Collected data:
- - - -

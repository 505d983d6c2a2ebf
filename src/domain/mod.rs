// Domain layer: plain result types and the ports (interfaces) the tools talk through.

pub mod model;
pub mod ports;
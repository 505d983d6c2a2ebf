use crate::config::ExplainArgs;
use crate::core::explain::{build_explain_url, explain, SystemBrowser};
use crate::utils::cli::report_error;

pub fn run(args: ExplainArgs) -> i32 {
    let Some(settings) = super::prepare("explain", &args.common) else {
        return 1;
    };
    let base_url = &settings.explain.base_url;

    let result = if args.print {
        build_explain_url(base_url, &args.words).map(|url| println!("{}", url))
    } else {
        explain(base_url, &args.words, &SystemBrowser)
            .map(|url| tracing::info!("Opened {}", url))
    };

    match result {
        Ok(()) => 0,
        Err(e) => {
            report_error("explain", &e);
            1
        }
    }
}
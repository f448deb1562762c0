/// Annexome Column Implementation
///
/// A Column is an immutable-after-load, random-access container of scalar
/// values indexed by row. Each Column has a type specifying the type of every
/// value stored; category columns additionally carry their finite domain.

use serde::{Deserialize, Serialize};
use std::cmp::Ordering;
use std::fmt;

/// Column data types
#[derive(Debug, Clone, Copy, PartialEq, Eq)]
pub enum ColumnType {
    Int64,
    Float64,
    String,
    /// A string drawn from a fixed, finite set of labels.
    Category(&'static [&'static str]),
}

impl ColumnType {
    /// Short type name used in error messages.
    pub fn name(&self) -> &'static str {
        match self {
            ColumnType::Int64 => "integer",
            ColumnType::Float64 => "float",
            ColumnType::String => "string",
            ColumnType::Category(_) => "category",
        }
    }

    pub fn is_numeric(&self) -> bool {
        matches!(self, ColumnType::Int64 | ColumnType::Float64)
    }

    /// Returns the finite domain of a category column.
    pub fn domain(&self) -> Option<&'static [&'static str]> {
        match self {
            ColumnType::Category(labels) => Some(labels),
            _ => None,
        }
    }

    /// Returns true if `value` is a legal literal for this type.
    ///
    /// Numeric types accept each other's literals; category types only accept
    /// members of their domain.
    pub fn admits(&self, value: &ColumnValue) -> bool {
        match (self, value) {
            (ColumnType::Int64, ColumnValue::Int64(_)) => true,
            (ColumnType::Int64, ColumnValue::Float64(f)) => f.fract() == 0.0,
            (ColumnType::Float64, ColumnValue::Int64(_) | ColumnValue::Float64(_)) => true,
            (ColumnType::String, ColumnValue::String(_)) => true,
            (ColumnType::Category(labels), ColumnValue::String(s)) => labels.contains(&s.as_str()),
            _ => false,
        }
    }
}

/// Column value enum to support multiple types
///
/// Serializes as a bare JSON scalar.
#[derive(Debug, Clone, PartialEq, Serialize, Deserialize)]
#[serde(untagged)]
pub enum ColumnValue {
    Int64(i64),
    Float64(f64),
    String(String),
}

impl ColumnValue {
    pub fn as_i64(&self) -> Option<i64> {
        match self {
            ColumnValue::Int64(v) => Some(*v),
            _ => None,
        }
    }

    /// Numeric view of the value; integers widen to f64.
    pub fn as_f64(&self) -> Option<f64> {
        match self {
            ColumnValue::Int64(v) => Some(*v as f64),
            ColumnValue::Float64(v) => Some(*v),
            ColumnValue::String(_) => None,
        }
    }

    pub fn as_string(&self) -> Option<&str> {
        match self {
            ColumnValue::String(v) => Some(v),
            _ => None,
        }
    }

    pub fn type_name(&self) -> &'static str {
        match self {
            ColumnValue::Int64(_) => "integer",
            ColumnValue::Float64(_) => "float",
            ColumnValue::String(_) => "string",
        }
    }

    /// Equality that treats `Int64(5)` and `Float64(5.0)` as the same value.
    pub fn matches(&self, other: &ColumnValue) -> bool {
        match (self, other) {
            (ColumnValue::String(a), ColumnValue::String(b)) => a == b,
            (a, b) => match (a.as_f64(), b.as_f64()) {
                (Some(x), Some(y)) => x == y,
                _ => false,
            },
        }
    }

    /// Total ordering used by sorting and grouping.
    ///
    /// Numbers compare numerically across Int64/Float64, strings
    /// lexicographically, and numbers sort before strings.
    pub fn compare(&self, other: &ColumnValue) -> Ordering {
        match (self, other) {
            (ColumnValue::Int64(a), ColumnValue::Int64(b)) => a.cmp(b),
            (ColumnValue::String(a), ColumnValue::String(b)) => a.cmp(b),
            (ColumnValue::String(_), _) => Ordering::Greater,
            (_, ColumnValue::String(_)) => Ordering::Less,
            (a, b) => {
                let x = a.as_f64().unwrap_or(f64::NAN);
                let y = b.as_f64().unwrap_or(f64::NAN);
                x.partial_cmp(&y).unwrap_or(Ordering::Equal)
            }
        }
    }
}

impl fmt::Display for ColumnValue {
    fn fmt(&self, f: &mut fmt::Formatter<'_>) -> fmt::Result {
        match self {
            ColumnValue::Int64(v) => write!(f, "{}", v),
            ColumnValue::Float64(v) => write!(f, "{}", v),
            ColumnValue::String(v) => f.write_str(v),
        }
    }
}

impl From<i64> for ColumnValue {
    fn from(v: i64) -> Self {
        ColumnValue::Int64(v)
    }
}

impl From<f64> for ColumnValue {
    fn from(v: f64) -> Self {
        ColumnValue::Float64(v)
    }
}

impl From<&str> for ColumnValue {
    fn from(v: &str) -> Self {
        ColumnValue::String(v.to_string())
    }
}

impl From<String> for ColumnValue {
    fn from(v: String) -> Self {
        ColumnValue::String(v)
    }
}

/// Typed storage for one field of a table.
///
/// Values are validated on append against the column type and the optional
/// inclusive numeric bounds.
#[derive(Debug, Clone)]
pub struct Column {
    name: String,
    column_type: ColumnType,
    bounds: Option<(f64, f64)>,
    values: Vec<ColumnValue>,
}

impl Column {
    pub fn new(name: String, column_type: ColumnType) -> Self {
        Self::with_bounds(name, column_type, None)
    }

    pub fn with_bounds(name: String, column_type: ColumnType, bounds: Option<(f64, f64)>) -> Self {
        Column {
            name,
            column_type,
            bounds,
            values: Vec::new(),
        }
    }

    pub fn name(&self) -> &str {
        &self.name
    }

    pub fn column_type(&self) -> ColumnType {
        self.column_type
    }

    pub fn len(&self) -> usize {
        self.values.len()
    }

    pub fn is_empty(&self) -> bool {
        self.values.is_empty()
    }

    /// Validate and convert value to the column's type, checking bounds on the
    /// converted value. Nothing is stored.
    pub fn validate_value(&self, value: ColumnValue) -> Result<ColumnValue, String> {
        if !self.column_type.admits(&value) {
            return Err(match self.column_type {
                ColumnType::Category(labels) => format!(
                    "Column '{}' does not accept '{}' (expected one of {:?})",
                    self.name, value, labels
                ),
                ty => format!(
                    "Type mismatch in column '{}': expected {}, got {} '{}'",
                    self.name,
                    ty.name(),
                    value.type_name(),
                    value
                ),
            });
        }

        let value = match (self.column_type, value) {
            (ColumnType::Float64, ColumnValue::Int64(v)) => ColumnValue::Float64(v as f64),
            (ColumnType::Int64, ColumnValue::Float64(v)) => ColumnValue::Int64(v as i64),
            (_, v) => v,
        };

        if let (Some((low, high)), Some(n)) = (self.bounds, value.as_f64()) {
            if n < low || n > high {
                return Err(format!(
                    "Value {} in column '{}' is outside [{}, {}]",
                    n, self.name, low, high
                ));
            }
        }

        Ok(value)
    }

    pub fn append(&mut self, value: ColumnValue) -> Result<(), String> {
        let value = self.validate_value(value)?;
        self.values.push(value);
        Ok(())
    }

    /// Push a value already returned by [`Column::validate_value`].
    pub(crate) fn push_validated(&mut self, value: ColumnValue) {
        self.values.push(value);
    }

    pub fn get(&self, index: usize) -> Option<&ColumnValue> {
        self.values.get(index)
    }

    /// Fast numeric access for aggregation; None for strings or out-of-range rows.
    #[inline]
    pub fn get_f64(&self, index: usize) -> Option<f64> {
        self.values.get(index).and_then(ColumnValue::as_f64)
    }
}

#[cfg(test)]
mod tests {
    use super::*;

    const LEVELS: &[&str] = &["Low", "Medium", "High"];

    #[test]
    fn test_column_basic() {
        let mut col = Column::new("Practitioners".to_string(), ColumnType::Int64);
        col.append(ColumnValue::Int64(15000)).unwrap();
        col.append(ColumnValue::Int64(25000)).unwrap();

        assert_eq!(col.len(), 2);
        assert_eq!(col.get(0).unwrap().as_i64(), Some(15000));
        assert_eq!(col.get_f64(1), Some(25000.0));
        assert!(col.get(2).is_none());
    }

    #[test]
    fn test_float_column_widens_integers() {
        let mut col = Column::new("Infrastructure_Score".to_string(), ColumnType::Float64);
        col.append(ColumnValue::Int64(8)).unwrap();
        assert_eq!(col.get(0), Some(&ColumnValue::Float64(8.0)));
    }

    #[test]
    fn test_category_rejects_unknown_label() {
        let mut col = Column::new("Preservation_Status".to_string(), ColumnType::Category(LEVELS));
        col.append("Medium".into()).unwrap();
        let err = col.append("Extreme".into()).unwrap_err();
        assert!(err.contains("Extreme"));
        assert_eq!(col.len(), 1);
    }

    #[test]
    fn test_type_mismatch() {
        let mut col = Column::new("State".to_string(), ColumnType::String);
        assert!(col.append(ColumnValue::Int64(3)).is_err());
    }

    #[test]
    fn test_bounds() {
        let mut col = Column::with_bounds(
            "Tourist_Interest".to_string(),
            ColumnType::Int64,
            Some((0.0, 100.0)),
        );
        col.append(ColumnValue::Int64(100)).unwrap();
        assert!(col.append(ColumnValue::Int64(101)).is_err());

        assert!(col.validate_value(ColumnValue::Float64(100.5)).is_err());
        assert_eq!(
            col.validate_value(ColumnValue::Float64(42.0)).unwrap(),
            ColumnValue::Int64(42)
        );
        assert_eq!(col.len(), 1);
    }

    #[test]
    fn test_value_matching_and_ordering() {
        assert!(ColumnValue::Int64(5).matches(&ColumnValue::Float64(5.0)));
        assert!(!ColumnValue::from("5").matches(&ColumnValue::Int64(5)));
        assert_eq!(
            ColumnValue::Int64(3).compare(&ColumnValue::Float64(2.5)),
            Ordering::Greater
        );
        assert_eq!(
            ColumnValue::Int64(3).compare(&ColumnValue::from("a")),
            Ordering::Less
        );
    }

    #[test]
    fn test_untagged_json() {
        let values: Vec<ColumnValue> = serde_json::from_str(r#"[7, 8.5, "Jan"]"#).unwrap();
        assert_eq!(
            values,
            vec![
                ColumnValue::Int64(7),
                ColumnValue::Float64(8.5),
                ColumnValue::from("Jan")
            ]
        );
        assert_eq!(serde_json::to_string(&values).unwrap(), r#"[7,8.5,"Jan"]"#);
    }
}
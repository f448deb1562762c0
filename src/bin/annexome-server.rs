/// Annexome Server
///
/// Standalone server that serves the heritage and tourism datasets, with
/// filters and chart views, as JSON for the dashboard frontend.

use annexome::server::{run_server, ServerConfig};

#[actix_web::main]
async fn main() -> std::io::Result<()> {
    // Initialize logger
    env_logger::init_from_env(env_logger::Env::new().default_filter_or("info"));

    // Get host and port from environment or use defaults
    let config = ServerConfig::from_env()?;

    // Start the server
    run_server(&config).await
}
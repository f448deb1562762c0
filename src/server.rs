/// HTTP server exposing the datasets, filters and views as JSON
use actix_web::{error::InternalError, http::StatusCode, middleware, web, App, HttpResponse, HttpServer};
use std::io;

use crate::chart::{build_view, EmptyResultNotice};
use crate::dataset::{DatasetName, Registry};
use crate::error::{Error, Result};
use crate::messages::{QueryRequest, ServerMessage};

/// Listen address, read from `HOST` and `PORT`.
#[derive(Debug, Clone, PartialEq, Eq)]
pub struct ServerConfig {
    pub host: String,
    pub port: u16,
}

impl Default for ServerConfig {
    fn default() -> Self {
        ServerConfig {
            host: Self::DEFAULT_HOST.to_string(),
            port: Self::DEFAULT_PORT,
        }
    }
}

impl ServerConfig {
    pub const DEFAULT_HOST: &'static str = "127.0.0.1";
    pub const DEFAULT_PORT: u16 = 8080;

    pub fn from_env() -> io::Result<Self> {
        Self::from_vars(std::env::var("HOST").ok(), std::env::var("PORT").ok())
    }

    fn from_vars(host: Option<String>, port: Option<String>) -> io::Result<Self> {
        let port = match port {
            Some(port) => port.trim().parse().map_err(|_| {
                io::Error::new(
                    io::ErrorKind::InvalidInput,
                    format!("PORT must be a number between 0 and 65535, got '{}'", port),
                )
            })?,
            None => Self::DEFAULT_PORT,
        };
        Ok(ServerConfig {
            host: host.unwrap_or_else(|| Self::DEFAULT_HOST.to_string()),
            port,
        })
    }
}

/// Shared, read-only state for all requests
#[derive(Clone, Copy)]
pub struct AppState {
    registry: &'static Registry,
}

impl AppState {
    pub fn new() -> Result<Self> {
        Ok(AppState {
            registry: Registry::global()?,
        })
    }
}

fn error_response(err: &Error) -> HttpResponse {
    let status = match err {
        Error::UnknownDataset(_) => StatusCode::NOT_FOUND,
        _ => StatusCode::BAD_REQUEST,
    };
    log::warn!("rejected request: {}", err);
    HttpResponse::build(status).json(ServerMessage::Error {
        message: err.to_string(),
    })
}

/// Health check endpoint
async fn health_check() -> HttpResponse {
    HttpResponse::Ok().json(serde_json::json!({
        "status": "ok",
        "message": "Annexome server is running"
    }))
}

async fn list_datasets(state: web::Data<AppState>) -> HttpResponse {
    HttpResponse::Ok().json(ServerMessage::DatasetList {
        datasets: state.registry.names().to_vec(),
    })
}

async fn get_table(state: web::Data<AppState>, path: web::Path<String>) -> HttpResponse {
    match path.parse::<DatasetName>() {
        Ok(name) => HttpResponse::Ok().json(ServerMessage::table_data(state.registry.rows(name))),
        Err(err) => error_response(&err),
    }
}

async fn query(
    state: web::Data<AppState>,
    path: web::Path<String>,
    body: web::Json<QueryRequest>,
) -> HttpResponse {
    match run_query(state.registry, &path, &body) {
        Ok(message) => HttpResponse::Ok().json(message),
        Err(err) => error_response(&err),
    }
}

fn run_query(registry: &Registry, dataset: &str, request: &QueryRequest) -> Result<ServerMessage> {
    let name: DatasetName = dataset.parse()?;
    let rows = request.selection()?.apply(&registry.rows(name))?;
    let view = request
        .view
        .as_ref()
        .map(|spec| build_view(&rows, spec))
        .transpose()?;
    let notice = match &view {
        Some(view) => view.notice(),
        None => EmptyResultNotice::for_rows(&rows),
    };

    Ok(ServerMessage::QueryResult {
        table_name: name.to_string(),
        matched: rows.len(),
        rows,
        view,
        notice,
    })
}

/// Register the routes on an app.
pub fn routes(cfg: &mut web::ServiceConfig) {
    let json_config = web::JsonConfig::default().error_handler(|err, _req| {
        log::warn!("rejected request body: {}", err);
        let response = HttpResponse::BadRequest().json(ServerMessage::Error {
            message: err.to_string(),
        });
        InternalError::from_response(err, response).into()
    });

    cfg.app_data(json_config)
        .route("/health", web::get().to(health_check))
        .route("/datasets", web::get().to(list_datasets))
        .route("/datasets/{name}", web::get().to(get_table))
        .route("/datasets/{name}/query", web::post().to(query));
}

/// Start the HTTP server
pub async fn run_server(config: &ServerConfig) -> io::Result<()> {
    let state = web::Data::new(AppState::new().map_err(io::Error::other)?);

    log::info!("Annexome server listening on http://{}:{}", config.host, config.port);

    HttpServer::new(move || {
        App::new()
            .app_data(state.clone())
            // Enable logger
            .wrap(middleware::Logger::default())
            // CORS for development
            .wrap(
                actix_cors::Cors::default()
                    .allow_any_origin()
                    .allow_any_method()
                    .allow_any_header()
                    .max_age(3600),
            )
            .configure(routes)
    })
    .bind((config.host.as_str(), config.port))?
    .run()
    .await
}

- - - -

Exercise goal:
What you return must be the lines above that run from the line with "bounds: Option<(f64, f64)>)" to the line with "let value = match", inclusive, each copied exactly.

Task answer:
    pub fn with_bounds(name: String, column_type: ColumnType, bounds: Option<(f64, f64)>) -> Self {
        Column {
            name,
            column_type,
            bounds,
            values: Vec::new(),
        }
    }

    pub fn name(&self) -> &str {
        &self.name
    }

    pub fn column_type(&self) -> ColumnType {
        self.column_type
    }

    pub fn len(&self) -> usize {
        self.values.len()
    }

    pub fn is_empty(&self) -> bool {
        self.values.is_empty()
    }

    /// Validate and convert value to the column's type, checking bounds on the
    /// converted value. Nothing is stored.
    pub fn validate_value(&self, value: ColumnValue) -> Result<ColumnValue, String> {
        if !self.column_type.admits(&value) {
            return Err(match self.column_type {
                ColumnType::Category(labels) => format!(
                    "Column '{}' does not accept '{}' (expected one of {:?})",
                    self.name, value, labels
                ),
                ty => format!(
                    "Type mismatch in column '{}': expected {}, got {} '{}'",
                    self.name,
                    ty.name(),
                    value.type_name(),
                    value
                ),
            });
        }

        let value = match (self.column_type, value) {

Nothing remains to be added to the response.